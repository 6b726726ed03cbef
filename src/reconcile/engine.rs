//! Reconciler: the pipeline coordinator
//!
//! One call reconciles one scan document: preprocess, resolve, diff edges,
//! track equalification, sweep orphans, commit. Everything after
//! preprocessing runs inside a single unit of work; any failure rolls the
//! whole pass back.

use super::cleanup::sweep_orphans;
use super::equalify::track_equalification;
use super::relations::reconcile_relations;
use super::report::{PassCounts, ReconcileReport};
use super::resolver::resolve_scan;
use crate::model::PropertyId;
use crate::scan::{strip_passes, DocumentError, ScanDocument};
use crate::storage::{ScanStore, StorageError};
use chrono::{DateTime, Utc};
use thiserror::Error;
use tracing::{debug, info, info_span, warn};
use uuid::Uuid;

/// Errors that abort a reconciliation pass
#[derive(Debug, Error)]
pub enum ReconcileError {
    #[error("Store error: {0}")]
    Store(#[from] StorageError),

    #[error("Malformed document: {0}")]
    MalformedDocument(#[from] DocumentError),

    #[error("Property not found: {0}")]
    UnknownProperty(PropertyId),
}

/// Result type for reconciliation
pub type ReconcileResult<T> = Result<T, ReconcileError>;

/// Reconciles scan documents into a store
#[derive(Debug)]
pub struct Reconciler<S> {
    store: S,
}

impl<S: ScanStore> Reconciler<S> {
    pub fn new(store: S) -> Self {
        Self { store }
    }

    pub fn store(&self) -> &S {
        &self.store
    }

    /// Reconcile a document filed under `property`, stamping history now
    pub fn reconcile(
        &self,
        doc: ScanDocument,
        property: PropertyId,
    ) -> ReconcileResult<ReconcileReport> {
        self.reconcile_at(doc, property, Utc::now())
    }

    /// Reconcile a document, stamping history entries with `at`
    pub fn reconcile_at(
        &self,
        doc: ScanDocument,
        property: PropertyId,
        at: DateTime<Utc>,
    ) -> ReconcileResult<ReconcileReport> {
        let pass_id = Uuid::new_v4();
        let span = info_span!("reconcile", pass = %pass_id, url = %doc.url, property = %property);
        let _entered = span.enter();

        doc.validate()?;
        let (doc, pruned) = strip_passes(doc);

        let outcome = self.store.atomically(|tx| -> ReconcileResult<_> {
            if !tx.property_exists(property)? {
                return Err(ReconcileError::UnknownProperty(property));
            }

            let scan = resolve_scan(tx, &doc, property, at)?;

            let relations = reconcile_relations(tx, &scan)?;
            debug!(
                edge_changes = relations.edges.changes(),
                detached_tags = relations.detached_tags.len(),
                detached_nodes = relations.detached_nodes.len(),
                "relations reconciled"
            );

            let transitions =
                track_equalification(tx, scan.url_id, &scan.nodes, &scan.fresh_nodes, at)?;

            let cleanup = sweep_orphans(tx, &relations.detached_tags, &relations.detached_nodes)?;

            let counts = PassCounts {
                documents_processed: 1,
                pruned,
                entities: scan.counts,
                edges: relations.edges,
                transitions,
                cleanup,
            };
            Ok((scan.url_id, counts))
        });

        match outcome {
            Ok((url_id, counts)) => {
                info!(
                    url_id = %url_id,
                    messages_created = counts.entities.messages.created,
                    nodes_created = counts.entities.nodes.created,
                    edges_added = counts.edges.message_nodes.added + counts.edges.message_tags.added,
                    edges_removed = counts.edges.message_nodes.removed + counts.edges.message_tags.removed,
                    nodes_equalified = counts.transitions.equalified,
                    nodes_flagged = counts.transitions.flagged,
                    tags_deleted = counts.cleanup.tags_deleted,
                    "pass committed"
                );
                Ok(ReconcileReport {
                    pass_id,
                    url_id,
                    counts,
                })
            }
            Err(err) => {
                warn!(error = %err, "pass rolled back");
                Err(err)
            }
        }
    }
}

#[cfg(test)]
mod tests {
    use super::*;
    use crate::model::MessageType;
    use crate::storage::{OpenStore, SqliteStore, StoreTx};

    fn reconciler() -> (Reconciler<SqliteStore>, PropertyId) {
        let store = SqliteStore::open_in_memory().unwrap();
        let property = store.atomically(|tx| tx.create_property("site")).unwrap();
        (Reconciler::new(store), property)
    }

    fn sample() -> ScanDocument {
        ScanDocument::new("https://example.com/")
            .with_tag(1, "wcag2a")
            .with_tag(2, "best-practice")
            .with_node(10, "<img src=\"hero.png\">", ["#hero img"])
            .with_message("Images must have alternate text", MessageType::Violation, [1], [10])
            .with_message("Page has a main landmark", MessageType::Pass, [2], Vec::<i64>::new())
    }

    #[test]
    fn test_first_pass_creates_everything() {
        let (reconciler, property) = reconciler();
        let report = reconciler.reconcile(sample(), property).unwrap();
        let counts = report.counts;

        assert_eq!(counts.documents_processed, 1);
        assert_eq!(counts.pruned.messages_dropped, 1);
        assert_eq!(counts.pruned.tags_pruned, 1);
        assert_eq!(counts.entities.messages.created, 1);
        assert_eq!(counts.entities.tags.created, 1);
        assert_eq!(counts.entities.nodes.created, 1);
        assert_eq!(counts.entities.urls.created, 1);
        assert_eq!(counts.edges.message_nodes.added, 1);
        assert_eq!(counts.edges.message_tags.added, 1);
        assert_eq!(counts.edges.node_urls.added, 1);
        assert_eq!(counts.transitions, Default::default());

        let stored = reconciler.store().counts().unwrap();
        assert_eq!(stored.messages, 1);
        assert_eq!(stored.tags, 1);
        assert_eq!(stored.node_updates, 1);
    }

    #[test]
    fn test_unknown_property_rolls_back() {
        let (reconciler, _) = reconciler();
        let err = reconciler
            .reconcile(sample(), PropertyId::from_raw(404))
            .unwrap_err();
        assert!(matches!(err, ReconcileError::UnknownProperty(_)));
        assert_eq!(reconciler.store().counts().unwrap().messages, 0);
    }

    #[test]
    fn test_malformed_document_never_reaches_store() {
        let (reconciler, property) = reconciler();
        let doc = ScanDocument::new("https://example.com/").with_message(
            "m",
            MessageType::Violation,
            [5],
            Vec::<i64>::new(),
        );
        let err = reconciler.reconcile(doc, property).unwrap_err();
        assert!(matches!(err, ReconcileError::MalformedDocument(_)));
        assert_eq!(reconciler.store().counts().unwrap().urls, 0);
    }

    #[test]
    fn test_same_message_across_properties_shares_id() {
        let (reconciler, first) = reconciler();
        let second = reconciler
            .store()
            .atomically(|tx: &dyn StoreTx| tx.create_property("other"))
            .unwrap();

        reconciler.reconcile(sample(), first).unwrap();
        let report = reconciler.reconcile(sample(), second).unwrap();

        assert_eq!(report.counts.entities.messages.matched, 1);
        assert_eq!(report.counts.entities.messages.created, 0);
        assert_eq!(report.counts.entities.urls.created, 1);
        assert_eq!(reconciler.store().counts().unwrap().messages, 1);
        assert_eq!(reconciler.store().counts().unwrap().message_properties, 2);
    }
}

○ ○ ○

### AIM OF THE EXERCISE
Go through the material and copy each line in which the word "https" occurs.

### RESPONSE TO THE EXERCISE
        ScanDocument::new("https://example.com/")
        let doc = ScanDocument::new("https://example.com/").with_message(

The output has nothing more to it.